Bioinformatics. 2000 Jul;16(7):613-8. doi: 10.1093/bioinformatics/16.7.613.
The sizes of protein domains observed in the 3D-structure database follow a surprisingly narrow distribution. Structural domains are furthermore formed from a single-chain continuous segment in over 80% of instances. These observations imply that some choices of domain boundaries on an otherwise uncharacterized sequence are more likely than others, based solely on the size and segment number of predicted domains. This property might be used to guess the locations of protein domain boundaries.

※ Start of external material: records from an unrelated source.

//! 查询结果行转换：驱动原生行 -> 有序 JSON 映射（key 为列名）

use serde_json::{Number, Value};
use sqlx::{Column, ColumnIndex, Decode, Row, Type, TypeInfo, ValueRef};

/// 单行结果，保持列顺序
pub type ResultRow = serde_json::Map<String, Value>;
/// 结果集
pub type ResultSet = Vec<ResultRow>;

/// 驱动特有类型的解码钩子，返回 None 表示交给通用逻辑
type ExtraDecoder<R> = fn(&R, usize, &str) -> Option<Value>;

const INT_TYPES: &[&str] = &[
    "TINYINT", "SMALLINT", "MEDIUMINT", "INT", "INTEGER", "BIGINT", "INT2", "INT4", "INT8",
    "SERIAL", "SMALLSERIAL", "BIGSERIAL", "YEAR",
];
const FLOAT_TYPES: &[&str] = &["FLOAT", "DOUBLE", "REAL", "FLOAT4", "FLOAT8", "DOUBLE PRECISION"];
const BOOL_TYPES: &[&str] = &["BOOL", "BOOLEAN"];
const BLOB_TYPES: &[&str] = &[
    "BLOB", "TINYBLOB", "MEDIUMBLOB", "LONGBLOB", "BYTEA", "BINARY", "VARBINARY",
];
const JSON_TYPES: &[&str] = &["JSON", "JSONB"];

fn float_value(f: f64) -> Value {
    Number::from_f64(f).map(Value::Number).unwrap_or(Value::Null)
}

fn bytes_value(b: Vec<u8>) -> Value {
    Value::String(String::from_utf8_lossy(&b).into_owned())
}

/// 16 字节 -> `xxxxxxxx-xxxx-xxxx-xxxx-xxxxxxxxxxxx`
#[cfg(any(feature = "postgres", test))]
fn format_uuid(bytes: &[u8]) -> Option<String> {
    if bytes.len() != 16 {
        return None;
    }
    let hex: String = bytes.iter().map(|b| format!("{:02x}", b)).collect();
    Some(format!(
        "{}-{}-{}-{}-{}",
        &hex[0..8],
        &hex[8..12],
        &hex[12..16],
        &hex[16..20],
        &hex[20..32]
    ))
}

/// 把一行转换为 [`ResultRow`]
fn row_to_map<R>(row: &R, extra: ExtraDecoder<R>) -> ResultRow
where
    R: Row,
    usize: ColumnIndex<R>,
    i64: Type<R::Database> + for<'r> Decode<'r, R::Database>,
    i32: Type<R::Database> + for<'r> Decode<'r, R::Database>,
    i16: Type<R::Database> + for<'r> Decode<'r, R::Database>,
    f64: Type<R::Database> + for<'r> Decode<'r, R::Database>,
    f32: Type<R::Database> + for<'r> Decode<'r, R::Database>,
    bool: Type<R::Database> + for<'r> Decode<'r, R::Database>,
    String: Type<R::Database> + for<'r> Decode<'r, R::Database>,
    Vec<u8>: Type<R::Database> + for<'r> Decode<'r, R::Database>,
    Value: Type<R::Database> + for<'r> Decode<'r, R::Database>,
{
    let mut map = ResultRow::new();
    for (idx, column) in row.columns().iter().enumerate() {
        map.insert(column.name().to_string(), decode_column(row, idx, extra));
    }
    map
}

fn decode_column<R>(row: &R, idx: usize, extra: ExtraDecoder<R>) -> Value
where
    R: Row,
    usize: ColumnIndex<R>,
    i64: Type<R::Database> + for<'r> Decode<'r, R::Database>,
    i32: Type<R::Database> + for<'r> Decode<'r, R::Database>,
    i16: Type<R::Database> + for<'r> Decode<'r, R::Database>,
    f64: Type<R::Database> + for<'r> Decode<'r, R::Database>,
    f32: Type<R::Database> + for<'r> Decode<'r, R::Database>,
    bool: Type<R::Database> + for<'r> Decode<'r, R::Database>,
    String: Type<R::Database> + for<'r> Decode<'r, R::Database>,
    Vec<u8>: Type<R::Database> + for<'r> Decode<'r, R::Database>,
    Value: Type<R::Database> + for<'r> Decode<'r, R::Database>,
{
    let type_name = match row.try_get_raw(idx) {
        Ok(raw) if raw.is_null() => return Value::Null,
        Ok(raw) => raw.type_info().name().to_ascii_uppercase(),
        Err(_) => return Value::Null,
    };

    if let Some(value) = extra(row, idx, &type_name) {
        return value;
    }

    let typed = if INT_TYPES.contains(&type_name.as_str()) {
        row.try_get::<i64, _>(idx)
            .map(Value::from)
            .or_else(|_| row.try_get::<i32, _>(idx).map(Value::from))
            .or_else(|_| row.try_get::<i16, _>(idx).map(Value::from))
            .ok()
    } else if FLOAT_TYPES.contains(&type_name.as_str()) {
        row.try_get::<f64, _>(idx)
            .map(float_value)
            .or_else(|_| row.try_get::<f32, _>(idx).map(|f| float_value(f as f64)))
            .ok()
    } else if BOOL_TYPES.contains(&type_name.as_str()) {
        row.try_get::<bool, _>(idx).map(Value::Bool).ok()
    } else if BLOB_TYPES.contains(&type_name.as_str()) {
        row.try_get::<Vec<u8>, _>(idx).map(bytes_value).ok()
    } else if JSON_TYPES.contains(&type_name.as_str()) {
        row.try_get::<Value, _>(idx).ok()
    } else {
        None
    };

    typed.unwrap_or_else(|| fallback(row, idx, &type_name))
}

/// 类型名无法识别时按 文本 -> 整数 -> 浮点 -> 布尔 -> 字节 依次尝试
fn fallback<R>(row: &R, idx: usize, type_name: &str) -> Value
where
    R: Row,
    usize: ColumnIndex<R>,
    i64: Type<R::Database> + for<'r> Decode<'r, R::Database>,
    f64: Type<R::Database> + for<'r> Decode<'r, R::Database>,
    bool: Type<R::Database> + for<'r> Decode<'r, R::Database>,
    String: Type<R::Database> + for<'r> Decode<'r, R::Database>,
    Vec<u8>: Type<R::Database> + for<'r> Decode<'r, R::Database>,
{
    row.try_get::<String, _>(idx)
        .map(Value::String)
        .or_else(|_| row.try_get::<i64, _>(idx).map(Value::from))
        .or_else(|_| row.try_get::<f64, _>(idx).map(float_value))
        .or_else(|_| row.try_get::<bool, _>(idx).map(Value::Bool))
        .or_else(|_| row.try_get::<Vec<u8>, _>(idx).map(bytes_value))
        .unwrap_or_else(|_| {
            let column = row.columns().get(idx).map(|c| c.name()).unwrap_or_default();
            tracing::debug!(column, type_name, "unsupported column type, returning null");
            Value::Null
        })
}

fn to_string_value<T: ToString>(v: T) -> Value {
    Value::String(v.to_string())
}

#[cfg(feature = "mysql")]
fn mysql_extra(row: &sqlx::mysql::MySqlRow, idx: usize, type_name: &str) -> Option<Value> {
    if type_name.contains("UNSIGNED") {
        return row.try_get::<u64, _>(idx).map(Value::from).ok();
    }
    match type_name {
        "DECIMAL" => row
            .try_get::<bigdecimal::BigDecimal, _>(idx)
            .map(to_string_value)
            .ok(),
        "DATETIME" => row
            .try_get::<chrono::NaiveDateTime, _>(idx)
            .map(to_string_value)
            .ok(),
        "TIMESTAMP" => row
            .try_get::<chrono::DateTime<chrono::Utc>, _>(idx)
            .map(|v| Value::String(v.to_rfc3339()))
            .ok(),
        "DATE" => row
            .try_get::<chrono::NaiveDate, _>(idx)
            .map(to_string_value)
            .ok(),
        "TIME" => row
            .try_get::<chrono::NaiveTime, _>(idx)
            .map(to_string_value)
            .ok(),
        _ => None,
    }
}

#[cfg(feature = "postgres")]
fn postgres_extra(row: &sqlx::postgres::PgRow, idx: usize, type_name: &str) -> Option<Value> {
    match type_name {
        "UUID" => row
            .try_get_unchecked::<Vec<u8>, _>(idx)
            .ok()
            .and_then(|b| format_uuid(&b))
            .or_else(|| row.try_get_unchecked::<String, _>(idx).ok())
            .map(Value::String),
        "NUMERIC" => row
            .try_get::<bigdecimal::BigDecimal, _>(idx)
            .map(to_string_value)
            .ok(),
        "TIMESTAMP" => row
            .try_get::<chrono::NaiveDateTime, _>(idx)
            .map(to_string_value)
            .ok(),
        "TIMESTAMPTZ" => row
            .try_get::<chrono::DateTime<chrono::Utc>, _>(idx)
            .map(|v| Value::String(v.to_rfc3339()))
            .ok(),
        "DATE" => row
            .try_get::<chrono::NaiveDate, _>(idx)
            .map(to_string_value)
            .ok(),
        "TIME" => row
            .try_get::<chrono::NaiveTime, _>(idx)
            .map(to_string_value)
            .ok(),
        _ => None,
    }
}

#[cfg(feature = "sqlite")]
fn sqlite_extra(row: &sqlx::sqlite::SqliteRow, idx: usize, type_name: &str) -> Option<Value> {
    match type_name {
        "DATETIME" => row
            .try_get::<chrono::NaiveDateTime, _>(idx)
            .map(to_string_value)
            .ok(),
        "DATE" => row
            .try_get::<chrono::NaiveDate, _>(idx)
            .map(to_string_value)
            .ok(),
        _ => None,
    }
}

#[cfg(feature = "mysql")]
pub(crate) fn mysql_row(row: &sqlx::mysql::MySqlRow) -> ResultRow {
    row_to_map(row, mysql_extra)
}

#[cfg(feature = "postgres")]
pub(crate) fn postgres_row(row: &sqlx::postgres::PgRow) -> ResultRow {
    row_to_map(row, postgres_extra)
}

#[cfg(feature = "sqlite")]
pub(crate) fn sqlite_row(row: &sqlx::sqlite::SqliteRow) -> ResultRow {
    row_to_map(row, sqlite_extra)
}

To test this possibility we enumerate putative domain boundaries and calculate their relative likelihood under a probability model that considers only the size and segment number of predicted domains. We ask, in a cross-validated test using sequences with known 3D structure, whether the most likely guesses agree with the observed domain structure. We find that domain boundary predictions are surprisingly successful for sequences up to 400 residues long and that guessing domain boundaries in this way can improve the sensitivity of threading analysis.
在三维结构数据库中观察到的蛋白质结构域大小呈现出惊人的狭窄分布。此外,超过80%的情况下,结构域由单链连续片段形成。这些观察结果表明,在一个原本未表征的序列上,仅基于预测结构域的大小和片段数量,某些结构域边界的选择比其他选择更有可能。这一特性可用于猜测蛋白质结构域边界的位置。
为了测试这种可能性,我们列举了假定的结构域边界,并在一个仅考虑预测结构域大小和片段数量的概率模型下计算它们的相对可能性。在使用具有已知三维结构的序列进行的交叉验证测试中,我们询问最有可能的猜测是否与观察到的结构域结构一致。我们发现,对于长度达400个残基的序列,结构域边界预测出奇地成功,并且以这种方式猜测结构域边界可以提高穿线分析的灵敏度。